* Work instructions
Retype, word for word, each line between the lines holding "let mut entry" and "entry.present_fields = el", inclusive, and leave the rest of the data alone.

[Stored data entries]
- Opening Delimiter -

//! Staging audit: checks every promoted AU directory for its required files
//! and a matching registry entry.

use std::collections::BTreeMap;
use std::fs;
use std::path::{Path, PathBuf};

use chrono::{DateTime, Local};
use serde::Serialize;

use mdpn_core::constants::{
    BAG_INFO_FILE, FORMAT_REPORT_FILE, MANIFEST_PAGE_FILE, PARAM_BASE_URL, PARAM_DIRECTORY,
    SCAN_REPORT_FILE, TAR_EXTENSION,
};

use crate::registry::RegistryDocument;

const REQUIRED_FIELDS: [&str; 7] = [
    "attributes.publisher",
    "journalTitle",
    "title",
    "type",
    "plugin",
    "param.1",
    "param.2",
];

#[derive(Debug, Clone, Serialize)]
pub struct FileCheck {
    pub path: PathBuf,
    pub exists: bool,
    pub size: u64,
    pub valid: bool,
}

#[derive(Debug, Clone, Serialize)]
pub struct AuAudit {
    pub au_name: String,
    pub path: PathBuf,
    pub valid: bool,
    pub errors: Vec<String>,
    pub warnings: Vec<String>,
    pub files: BTreeMap<String, FileCheck>,
}

#[derive(Debug, Clone, Default, Serialize)]
pub struct RegistryEntryAudit {
    pub found: bool,
    pub valid: bool,
    pub missing_fields: Vec<String>,
    pub present_fields: Vec<String>,
}

#[derive(Debug, Clone, Serialize)]
pub struct RegistryAudit {
    pub titledb_path: PathBuf,
    pub exists: bool,
    pub valid_xml: bool,
    pub expected_entries: usize,
    pub matching_entries: usize,
    pub missing_aus: Vec<String>,
    pub entries: BTreeMap<String, RegistryEntryAudit>,
    pub errors: Vec<String>,
    pub warnings: Vec<String>,
}

#[derive(Debug, Clone, Serialize)]
pub struct AuditReport {
    pub staging_dir: PathBuf,
    pub timestamp: DateTime<Local>,
    pub total_aus: usize,
    pub valid_aus: usize,
    pub invalid_aus: usize,
    pub aus: Vec<AuAudit>,
    pub registry: Option<RegistryAudit>,
}

impl AuditReport {
    pub fn error_count(&self) -> usize {
        let au_errors: usize = self.aus.iter().map(|a| a.errors.len()).sum();
        au_errors + self.registry.as_ref().map_or(0, |r| r.errors.len())
    }

    pub fn has_errors(&self) -> bool {
        self.error_count() > 0
    }

    pub fn to_json(&self) -> Result<String, serde_json::Error> {
        serde_json::to_string_pretty(self)
    }
}

/// A file passes when it is a non-empty regular file.
fn check_file(path: &Path, label: &str) -> (FileCheck, Result<(), String>) {
    let meta = fs::metadata(path);
    let exists = meta.is_ok();
    let (size, verdict) = match meta {
        Err(_) => (0, Err(format!("Missing {label}"))),
        Ok(m) if !m.is_file() => (0, Err(format!("{label} is not a regular file"))),
        Ok(m) if m.len() == 0 => (0, Err(format!("{label} is empty (0 bytes)"))),
        Ok(m) => (m.len(), Ok(())),
    };
    let check = FileCheck {
        path: path.to_path_buf(),
        exists,
        size,
        valid: verdict.is_ok(),
    };
    (check, verdict)
}

pub fn audit_au_dir(au_dir: &Path, au_name: &str) -> AuAudit {
    let tar_name = format!("{au_name}.{TAR_EXTENSION}");
    let required = [
        ("tarball", tar_name.as_str()),
        (BAG_INFO_FILE, BAG_INFO_FILE),
        (SCAN_REPORT_FILE, SCAN_REPORT_FILE),
        (FORMAT_REPORT_FILE, FORMAT_REPORT_FILE),
    ];

    let mut audit = AuAudit {
        au_name: au_name.to_string(),
        path: au_dir.to_path_buf(),
        valid: true,
        errors: Vec::new(),
        warnings: Vec::new(),
        files: BTreeMap::new(),
    };

    for (label, file) in required {
        let (check, verdict) = check_file(&au_dir.join(file), label);
        if let Err(e) = verdict {
            audit.valid = false;
            audit.errors.push(e);
        }
        audit.files.insert(label.to_string(), check);
    }

    let (check, verdict) = check_file(&au_dir.join(MANIFEST_PAGE_FILE), MANIFEST_PAGE_FILE);
    if verdict.is_err() {
        audit
            .warnings
            .push(format!("Optional file missing or empty: {MANIFEST_PAGE_FILE}"));
    }
    audit.files.insert(MANIFEST_PAGE_FILE.to_string(), check);

    audit
}

pub fn audit_registry(titledb_path: &Path, au_names: &[String]) -> RegistryAudit {
    let mut audit = RegistryAudit {
        titledb_path: titledb_path.to_path_buf(),
        exists: titledb_path.exists(),
        valid_xml: false,
        expected_entries: au_names.len(),
        matching_entries: 0,
        missing_aus: Vec::new(),
        entries: BTreeMap::new(),
        errors: Vec::new(),
        warnings: Vec::new(),
    };
    if !audit.exists {
        audit
            .errors
            .push(format!("Registry not found at: {}", titledb_path.display()));
        return audit;
    }

    let doc = match fs::read_to_string(titledb_path)
        .map_err(|e| e.to_string())
        .and_then(|xml| RegistryDocument::parse(&xml).map_err(|e| e.to_string()))
    {
        Ok(doc) => doc,
        Err(e) => {
            audit.errors.push(format!("Registry parse error: {e}"));
            return audit;
        }
    };
    audit.valid_xml = true;

    for au_name in au_names {
        let mut entry = RegistryEntryAudit::default();
        match doc.find_property(au_name) {
            None => {
                audit.missing_aus.push(au_name.clone());
                audit
                    .errors
                    .push(format!("AU '{au_name}' not found in registry"));
            }
            Some(el) => {
                entry.found = true;
                entry.valid = true;
                audit.matching_entries += 1;
                entry.present_fields = el
                    .elements()
                    .filter_map(|c| c.attr("name"))
                    .map(str::to_string)
                    .collect();

                for field in REQUIRED_FIELDS {
                    if !entry.present_fields.iter().any(|f| f == field) {
                        entry.valid = false;
                        entry.missing_fields.push(field.to_string());
                        audit
                            .errors
                            .push(format!("AU '{au_name}' missing required field: {field}"));
                    }
                }

                if let Some(p1) = el.child_property("param.1") {
                    if p1.child_value("key") != Some(PARAM_BASE_URL) {
                        audit
                            .warnings
                            .push(format!("AU '{au_name}' param.1 key is not {PARAM_BASE_URL}"));
                    }
                    if p1.child_value("value").is_none_or(str::is_empty) {
                        audit
                            .warnings
                            .push(format!("AU '{au_name}' param.1 missing value"));
                    }
                }
                if let Some(p2) = el.child_property("param.2") {
                    if p2.child_value("key") != Some(PARAM_DIRECTORY) {
                        audit
                            .warnings
                            .push(format!("AU '{au_name}' param.2 key is not {PARAM_DIRECTORY}"));
                    }
                    if p2.child_value("value") != Some(au_name.as_str()) {
                        audit
                            .warnings
                            .push(format!("AU '{au_name}' param.2 value should match AU name"));
                    }
                }
            }
        }
        audit.entries.insert(au_name.clone(), entry);
    }

    audit
}

/// Audit every directory under `staging_dir`, in name order, and optionally
/// the registry.
pub fn audit_staging(
    staging_dir: &Path,
    titledb_path: Option<&Path>,
) -> std::io::Result<AuditReport> {
    let mut au_dirs: Vec<(String, PathBuf)> = fs::read_dir(staging_dir)?
        .filter_map(Result::ok)
        .filter(|e| e.file_type().is_ok_and(|t| t.is_dir()))
        .map(|e| (e.file_name().to_string_lossy().into_owned(), e.path()))
        .collect();
    au_dirs.sort();

    let aus: Vec<AuAudit> = au_dirs
        .iter()
        .map(|(name, path)| audit_au_dir(path, name))
        .collect();
    let valid_aus = aus.iter().filter(|a| a.valid).count();

    let registry = titledb_path.map(|p| {
        let names: Vec<String> = au_dirs.iter().map(|(n, _)| n.clone()).collect();
        audit_registry(p, &names)
    });

    Ok(AuditReport {
        staging_dir: staging_dir.to_path_buf(),
        timestamp: Local::now(),
        total_aus: aus.len(),
        valid_aus,
        invalid_aus: aus.len() - valid_aus,
        aus,
        registry,
    })
}

#[cfg(test)]
mod tests {
    use super::*;
    use crate::registry::document::tests::SAMPLE;
    use tempfile::TempDir;

    fn complete_au(root: &Path, name: &str) -> PathBuf {
        let dir = root.join(name);
        fs::create_dir_all(&dir).unwrap();
        for file in [
            format!("{name}.tar"),
            "bag-info.txt".to_string(),
            "clamav.txt".to_string(),
            "droid_report.csv".to_string(),
            "manifest.html".to_string(),
        ] {
            fs::write(dir.join(file), b"x").unwrap();
        }
        dir
    }

    #[test]
    fn complete_au_passes() {
        let tmp = TempDir::new().unwrap();
        let dir = complete_au(tmp.path(), "existing2023");
        let audit = audit_au_dir(&dir, "existing2023");
        assert!(audit.valid);
        assert!(audit.errors.is_empty() && audit.warnings.is_empty());
        assert_eq!(audit.files.len(), 5);
    }

    #[test]
    fn empty_and_missing_files_are_errors_manifest_is_warning() {
        let tmp = TempDir::new().unwrap();
        let dir = complete_au(tmp.path(), "au1");
        fs::write(dir.join("clamav.txt"), b"").unwrap();
        fs::remove_file(dir.join("droid_report.csv")).unwrap();
        fs::remove_file(dir.join("manifest.html")).unwrap();

        let audit = audit_au_dir(&dir, "au1");

        assert!(!audit.valid);
        assert_eq!(
            audit.errors,
            ["clamav.txt is empty (0 bytes)", "Missing droid_report.csv"]
        );
        assert_eq!(audit.warnings.len(), 1);
        assert!(!audit.files["droid_report.csv"].exists);
    }

    #[test]
    fn registry_entries_are_checked_per_au() {
        let tmp = TempDir::new().unwrap();
        let titledb = tmp.path().join("titledb.xml");
        fs::write(&titledb, SAMPLE).unwrap();

        let audit = audit_registry(
            &titledb,
            &["existing2023".to_string(), "absent".to_string()],
        );

        assert!(audit.valid_xml);
        assert_eq!(audit.matching_entries, 1);
        assert_eq!(audit.missing_aus, ["absent"]);
        assert!(audit.entries["existing2023"].valid);
        assert_eq!(audit.errors.len(), 1);
        assert!(audit.warnings.is_empty());
    }

    #[test]
    fn incomplete_entry_reports_missing_fields() {
        let tmp = TempDir::new().unwrap();
        let titledb = tmp.path().join("titledb.xml");
        fs::write(
            &titledb,
            r#"<lockss-config><property name="a"/><property name="b">
<property name="au1">
  <property name="title" value="T"/>
  <property name="param.2"><property name="key" value="directory"/><property name="value" value="other"/></property>
</property></property></lockss-config>"#,
        )
        .unwrap();

        let audit = audit_registry(&titledb, &["au1".to_string()]);
        let entry = &audit.entries["au1"];

        assert!(entry.found && !entry.valid);
        assert_eq!(entry.missing_fields.len(), 5);
        assert_eq!(
            audit.warnings,
            ["AU 'au1' param.2 value should match AU name"]
        );
    }

    #[test]
    fn staging_report_counts_and_serializes() {
        let tmp = TempDir::new().unwrap();
        let staging = tmp.path().join("staging");
        complete_au(&staging, "existing2023");
        fs::create_dir_all(staging.join("broken")).unwrap();
        fs::write(staging.join("stray.txt"), b"x").unwrap();
        let titledb = tmp.path().join("titledb.xml");
        fs::write(&titledb, SAMPLE).unwrap();

        let report = audit_staging(&staging, Some(&titledb)).unwrap();

        assert_eq!(report.total_aus, 2);
        assert_eq!(report.valid_aus, 1);
        assert_eq!(report.aus[0].au_name, "broken");
        assert!(report.has_errors());
        let json: serde_json::Value = serde_json::from_str(&report.to_json().unwrap()).unwrap();
        assert_eq!(json["invalid_aus"], 1);
        assert_eq!(json["registry"]["missing_aus"][0], "broken");
    }

    #[test]
    fn missing_registry_is_an_error() {
        let tmp = TempDir::new().unwrap();
        let audit = audit_registry(&tmp.path().join("none.xml"), &[]);
        assert!(!audit.exists);
        assert_eq!(audit.errors.len(), 1);
    }
}
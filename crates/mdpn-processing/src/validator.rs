use std::sync::LazyLock;

use regex::Regex;

use mdpn_core::{UploadedPackage, ValidationError};

/// Web-safe AU name: alphanumeric at both ends, `_`/`-` allowed inside.
static WEB_SAFE_NAME: LazyLock<Regex> = LazyLock::new(|| {
    Regex::new(r"^[A-Za-z0-9][A-Za-z0-9_-]*[A-Za-z0-9]$").expect("valid AU name pattern")
});

/// Package validation gate
///
/// Cheap checks run before anything touches the archive contents. A package
/// that fails here is deleted by the pipeline.
#[derive(Debug, Clone)]
pub struct PackageValidator {
    max_size: u64,
}

impl PackageValidator {
    pub fn new(max_size: u64) -> Self {
        Self { max_size }
    }

    /// The AU name becomes a URL path segment and a directory name on every node.
    pub fn is_name_safe(name: &str) -> bool {
        WEB_SAFE_NAME.is_match(name)
    }

    /// Exclusive on both ends: `0 < size < max`.
    pub fn is_right_size(&self, size: u64) -> bool {
        size > 0 && size < self.max_size
    }

    /// Name first, then size.
    pub fn validate(&self, package: &UploadedPackage) -> Result<(), ValidationError> {
        if !Self::is_name_safe(&package.au_name) {
            return Err(ValidationError::UnsafeName(package.au_name.clone()));
        }

        if !self.is_right_size(package.size) {
            return Err(ValidationError::InvalidSize {
                size: package.size,
                max: self.max_size,
            });
        }

        Ok(())
    }
}
//! Registry retrieval and entry selection for submission.

use std::time::Duration;

use mdpn_core::{RegistryEntry, SubmissionError};

fn is_remote(source: &str) -> bool {
    source.starts_with("http://") || source.starts_with("https://")
}

/// Fetch the registry XML from an http(s) URL or a local path.
pub async fn fetch_titledb(source: &str, timeout: Duration) -> Result<String, SubmissionError> {
    let fetch_err = |message: String| SubmissionError::Fetch {
        source_location: source.to_string(),
        message,
    };

    if !is_remote(source) {
        return tokio::fs::read_to_string(source)
            .await
            .map_err(|e| fetch_err(e.to_string()));
    }

    let client = reqwest::Client::builder()
        .timeout(timeout)
        .build()
        .map_err(|e| fetch_err(e.to_string()))?;
    let response = client
        .get(source)
        .send()
        .await
        .map_err(|e| fetch_err(e.to_string()))?;

    let status = response.status();
    if !status.is_success() {
        return Err(fetch_err(format!("HTTP {}", status)));
    }
    response.text().await.map_err(|e| fetch_err(e.to_string()))
}

/// Entries eligible for submission: publication up, a plugin, and at least
/// one identity parameter.
pub fn select_entries(entries: Vec<RegistryEntry>) -> Vec<RegistryEntry> {
    entries
        .into_iter()
        .filter(|e| e.is_publication_up())
        .filter(|e| !e.plugin.is_empty())
        .filter(|e| !e.identity_params().is_empty())
        .collect()
}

- Closing Delimiter -

* Reply to the exercise
        let mut entry = RegistryEntryAudit::default();
        match doc.find_property(au_name) {
            None => {
                audit.missing_aus.push(au_name.clone());
                audit
                    .errors
                    .push(format!("AU '{au_name}' not found in registry"));
            }
            Some(el) => {
                entry.found = true;
                entry.valid = true;
                audit.matching_entries += 1;
                entry.present_fields = el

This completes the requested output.